X. Plaintiff does not state a claim under the Americans with Disabilities Act.
Plaintiff does not expressly allege a violation of the Americans with Disabilities Act (ADA). But, in Count Six, plaintiff references "reasonable accommodation" which is a phrase commonly associated with the ADA. In Count Two, plaintiff also alleges that he is housed on the second level in spite of his limited mobility and pain when he navigates the stairs.
Title II of the ADA provides that "no qualified individual with a disability shall, by reason of such disability, be excluded from participation in or be denied the benefits of services, programs or activities of a public entity, or be subjected to discrimination by any such entity." 42 U.S.C. § 12132. Plaintiff's allegations do not allege that he has been denied benefits, services, programs or activities of the JCADC because of a disability. See Hockaday v. Colorado Dept. of Corrections, 766 Fed.Appx. 572, 575 (10th Cir. 2019)(ADA prohibits discrimination on the basis of disability, not inadequate treatment for disability). Therefore, he has failed to state a claim for violation of Title II of the ADA.

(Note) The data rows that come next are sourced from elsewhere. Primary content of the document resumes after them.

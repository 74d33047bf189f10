//! Offline demo: renders a few seconds of two sources to a WAV file.
//!
//! A spectral "vowel" glides between two formant-like colors while a second,
//! bell-like source circles the listener. The result is written as 32-bit
//! float stereo.
//!
//! Usage: `cargo run --example render_wav -- [output.wav] [seconds]`

use anyhow::{Context, Result};
use sas_synth::spectral::harmonic_tracks;
use sas_synth::{
    BLOCK_LEN, BLOCK_RATE, Envelope, FramePlayer, Position, SAMPLING_RATE, SpectralFrames,
    StaticProducer, SynthConfig, Synthesizer,
};
use std::f64::consts::TAU;
use tracing::info;
use tracing_subscriber::EnvFilter;

/// Amplitude of harmonic `h` (1-based) of the vowel at glide position `mix`.
fn vowel(h: usize, mix: f64) -> f64 {
    let formant = |center: f64, width: f64| {
        let d = (h as f64 - center) / width;
        (-d * d).exp()
    };
    let a = formant(3.5, 1.5) + 0.5 * formant(11.0, 2.0);
    let o = formant(2.0, 1.0) + 0.4 * formant(4.0, 1.0);
    (1.0 - mix) * a + mix * o
}

fn vowel_glide(blocks: usize) -> Result<SpectralFrames> {
    let rows: Vec<Vec<f64>> = (0..blocks)
        .map(|n| {
            let mix = 0.5 - 0.5 * (TAU * n as f64 / blocks as f64).cos();
            let fade = (n as f64 / 20.0).min(1.0) * 0.4;
            (1..=24).map(|h| fade * vowel(h, mix) / 3.0).collect()
        })
        .collect();
    Ok(SpectralFrames::new(harmonic_tracks(110.0, &rows)?)?)
}

fn main() -> Result<()> {
    tracing_subscriber::fmt()
        .with_env_filter(EnvFilter::try_from_default_env().unwrap_or_else(|_| EnvFilter::new("info")))
        .init();

    let mut args = std::env::args().skip(1);
    let path = args.next().unwrap_or_else(|| "sas.wav".to_string());
    let seconds: f64 = match args.next() {
        Some(s) => s.parse().context("seconds must be a number")?,
        None => 6.0,
    };
    let blocks = (seconds * BLOCK_RATE).ceil() as usize;

    let mut synth = Synthesizer::new(SynthConfig::default().with_seed(2024))?;

    let glide = FramePlayer::new(
        vowel_glide(blocks)?,
        Position::new(-1.0, 2.0, 0.0),
        synth.defaults(),
    );
    synth.add_source(Position::new(-1.0, 2.0, 0.0), glide);

    let mut bell = synth.new_frame();
    bell.set_amplitude(0.3);
    bell.set_frequency(523.25);
    // Slightly stretched partials.
    let stretched: Vec<f64> = (1..=8)
        .map(|h| 523.25 * (h as f64).powf(1.04))
        .collect();
    bell.set_warp(Envelope::make(523.25, &stretched)?.for_warp());
    bell.set_color(Envelope::make(523.25, &[1.0, 0.6, 0.45, 0.3, 0.2, 0.12, 0.08, 0.05])?.for_color());
    let orbit = StaticProducer::new(bell, Position::new(0.0, 8.0, 0.0));
    let handle = orbit.handle();
    synth.add_source(Position::new(0.0, 8.0, 0.0), orbit);

    let spec = hound::WavSpec {
        channels: 2,
        sample_rate: SAMPLING_RATE as u32,
        bits_per_sample: 32,
        sample_format: hound::SampleFormat::Float,
    };
    let mut writer =
        hound::WavWriter::create(&path, spec).with_context(|| format!("creating {path}"))?;

    let mut block = [0.0; BLOCK_LEN];
    let mut peak = 0.0f64;
    for n in 0..blocks {
        let angle = TAU * n as f64 / (4.0 * BLOCK_RATE);
        handle.set_position(Position::new(8.0 * angle.sin(), 8.0 * angle.cos(), 0.0));

        synth.synthesize(&mut block);
        for &sample in &block {
            peak = peak.max(sample.abs());
            writer.write_sample(sample as f32)?;
        }
    }
    writer.finalize()?;

    info!(path = %path, blocks, peak, stats = ?synth.statistics(), "render finished");
    println!("wrote {path} ({seconds:.1} s, peak {peak:.3})");
    Ok(())
}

XI. Motion for leave to proceed in forma pauperis
The court has reviewed plaintiff's motion and financial information and has determined that plaintiff should be granted leave to proceed in forma pauperis.
XII. Conclusion
Plaintiff's motion for leave to proceed in forma pauperis (Doc. No. 2) is granted. The court shall grant plaintiff time until October 4, 2019 to show cause why the court should not dismiss this action or to file an amended complaint which corrects the deficiencies outlined in this order. An amended complaint should be written on the forms supplied by the court and should contain all the claims upon which plaintiff seeks to proceed. The amended complaint should not refer to the original complaint.
IT IS SO ORDERED.
Dated this 6th day of September, 2019, at Topeka, Kansas.